◆ Work instruction
Find the lines of data that contain the string "method", then list them.
※
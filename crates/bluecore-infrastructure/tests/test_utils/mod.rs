//! Test utilities for bluecore-infrastructure integration tests
//!
//! Probe modules record their lifecycle calls into a shared [`Probe`] so the
//! tests can assert on ordering across the whole registry.

pub mod probes;

pub use probes::*;
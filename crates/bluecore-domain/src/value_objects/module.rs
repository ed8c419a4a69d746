//! Module identity and lifecycle state

use serde::{Deserialize, Serialize};
use std::any::{Any, TypeId};
use std::fmt;
use std::hash::{Hash, Hasher};

/// Statically checked identifier of a module type
///
/// Keys are created from the module type itself, so a lookup can only name a
/// type that exists. Equality and hashing use the type identity; the name is
/// carried for logs and error messages.
#[derive(Clone, Copy)]
pub struct ModuleKey {
    type_id: TypeId,
    type_name: &'static str,
}

impl ModuleKey {
    /// Key of module type `T`
    pub fn of<T: Any + ?Sized>() -> Self {
        Self {
            type_id: TypeId::of::<T>(),
            type_name: std::any::type_name::<T>(),
        }
    }

    /// Fully qualified type name
    pub fn type_name(&self) -> &'static str {
        self.type_name
    }

    /// Type name without module paths, e.g. `FacadeModule<SecurityFacade>`
    pub fn name(&self) -> String {
        short_type_name(self.type_name)
    }

    /// Whether this key identifies `T`
    pub fn is<T: Any + ?Sized>(&self) -> bool {
        self.type_id == TypeId::of::<T>()
    }
}

impl PartialEq for ModuleKey {
    fn eq(&self, other: &Self) -> bool {
        self.type_id == other.type_id
    }
}

impl Eq for ModuleKey {}

impl Hash for ModuleKey {
    fn hash<H: Hasher>(&self, state: &mut H) {
        self.type_id.hash(state);
    }
}

impl fmt::Debug for ModuleKey {
    fn fmt(&self, f: &mut fmt::Formatter<'_>) -> fmt::Result {
        f.debug_tuple("ModuleKey").field(&self.name()).finish()
    }
}

impl fmt::Display for ModuleKey {
    fn fmt(&self, f: &mut fmt::Formatter<'_>) -> fmt::Result {
        f.write_str(&self.name())
    }
}

/// Strip module paths from every path segment of a type name
///
/// `a::b::Outer<c::Inner, d::Other>` becomes `Outer<Inner, Other>`.
pub fn short_type_name(full: &str) -> String {
    let mut out = String::with_capacity(full.len());
    let mut segment = String::new();
    for ch in full.chars() {
        if ch.is_alphanumeric() || ch == '_' || ch == ':' {
            segment.push(ch);
        } else {
            push_last_segment(&mut out, &segment);
            segment.clear();
            out.push(ch);
        }
    }
    push_last_segment(&mut out, &segment);
    out
}

fn push_last_segment(out: &mut String, path: &str) {
    out.push_str(path.rsplit("::").next().unwrap_or(path));
}

/// Lifecycle state of a registered module
///
/// ```text
/// Declared -> Starting -> Started -> Stopping -> Stopped
/// ```
///
/// `Stopped` is terminal for an instance; starting again requires a fresh
/// instance from the factory.
#[derive(Debug, Clone, Copy, Serialize, Deserialize, PartialEq, Eq, Default)]
pub enum ModuleState {
    /// Registered, not yet instantiated
    #[default]
    Declared,
    /// Instantiated, `start` in progress
    Starting,
    /// `start` returned successfully
    Started,
    /// `stop` in progress
    Stopping,
    /// Stopped and released
    Stopped,
}

impl ModuleState {
    /// Whether dependents may use the module
    pub fn is_started(self) -> bool {
        matches!(self, Self::Started)
    }

    /// Whether `next` is a legal successor of this state
    pub fn can_transition_to(self, next: Self) -> bool {
        matches!(
            (self, next),
            (Self::Declared, Self::Starting)
                | (Self::Starting, Self::Started)
                | (Self::Starting, Self::Stopped)
                | (Self::Started, Self::Stopping)
                | (Self::Stopping, Self::Stopped)
        )
    }
}

impl fmt::Display for ModuleState {
    fn fmt(&self, f: &mut fmt::Formatter<'_>) -> fmt::Result {
        let s = match self {
            Self::Declared => "declared",
            Self::Starting => "starting",
            Self::Started => "started",
            Self::Stopping => "stopping",
            Self::Stopped => "stopped",
        };
        f.write_str(s)
    }
}

/// Snapshot of one registered module
#[derive(Debug, Clone, Serialize, Deserialize, PartialEq, Eq)]
pub struct ModuleStatus {
    /// Short module name
    pub name: String,
    /// Current lifecycle state
    pub state: ModuleState,
    /// Declared dependencies, in declaration order
    pub dependencies: Vec<String>,
}
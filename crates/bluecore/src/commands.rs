//! Commands behind the `bluecore` binary

use crate::bootstrap::build_registry;
use anyhow::{Context, Result};
use bluecore_domain::value_objects::ModuleKey;
use bluecore_infrastructure::config::AppConfig;
use bluecore_server::RpcServerModule;
use serde_json::{Value, json};
use tracing::info;

/// Start the stack and keep it up until Ctrl-C
pub async fn run(config: &AppConfig) -> Result<()> {
    let mut registry = build_registry(config)?;
    registry
        .start_all()
        .await
        .context("Failed to start module stack")?;
    if let Ok(server) = registry.get::<RpcServerModule>() {
        info!(services = ?server.services(), "Module stack running");
    }

    tokio::signal::ctrl_c()
        .await
        .context("Failed to listen for shutdown signal")?;
    info!("Shutdown requested");

    registry
        .stop_all()
        .await
        .context("Module stack did not stop cleanly")
}

/// Registered modules and the order they would start in
pub fn plan(config: &AppConfig) -> Result<Value> {
    let registry = build_registry(config)?;
    let order: Vec<String> = registry
        .resolve_order()
        .context("Module graph is invalid")?
        .iter()
        .map(ModuleKey::name)
        .collect();
    Ok(json!({
        "start_order": order,
        "modules": registry.status(),
    }))
}

/// Start the stack, make one facade call, and stop again
///
/// The stack is stopped even when the call fails.
pub async fn call(config: &AppConfig, service: &str, method: &str, request: Value) -> Result<Value> {
    let mut registry = build_registry(config)?;
    registry
        .start_all()
        .await
        .context("Failed to start module stack")?;

    let reply = match registry.get::<RpcServerModule>() {
        Ok(server) => server.dispatch(service, method, request).await,
        Err(e) => Err(e),
    };

    registry
        .stop_all()
        .await
        .context("Module stack did not stop cleanly")?;
    reply.with_context(|| format!("Call {service}/{method} failed"))
}
//! Main application configuration

use super::{FacadeConfig, LoggingConfig, RegistryConfig};
use serde::{Deserialize, Serialize};

/// Root configuration
#[derive(Debug, Clone, Default, Serialize, Deserialize)]
pub struct AppConfig {
    /// Logging configuration
    #[serde(default)]
    pub logging: LoggingConfig,
    /// Module registry configuration
    #[serde(default)]
    pub registry: RegistryConfig,
    /// Which facades the composition root registers
    #[serde(default)]
    pub facades: FacadeConfig,
}
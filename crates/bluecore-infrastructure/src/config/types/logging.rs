//! Logging configuration types

use crate::constants::{DEFAULT_LOG_LEVEL, LOG_MAX_FILES};
use serde::{Deserialize, Serialize};
use std::path::PathBuf;

/// Logging configuration
#[derive(Debug, Clone, Serialize, Deserialize)]
#[serde(default)]
pub struct LoggingConfig {
    /// Log level (trace, debug, info, warn, error)
    pub level: String,

    /// Enable JSON output format
    pub json_format: bool,

    /// Log to a daily-rotated file in addition to the console
    pub file_output: Option<PathBuf>,

    /// Maximum number of rotated files to keep
    pub max_files: usize,
}

impl Default for LoggingConfig {
    fn default() -> Self {
        Self {
            level: DEFAULT_LOG_LEVEL.to_string(),
            json_format: false,
            file_output: None,
            max_files: LOG_MAX_FILES,
        }
    }
}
※
◆ Result
pub async fn call(config: &AppConfig, service: &str, method: &str, request: Value) -> Result<Value> {
        Ok(server) => server.dispatch(service, method, request).await,
    reply.with_context(|| format!("Call {service}/{method} failed"))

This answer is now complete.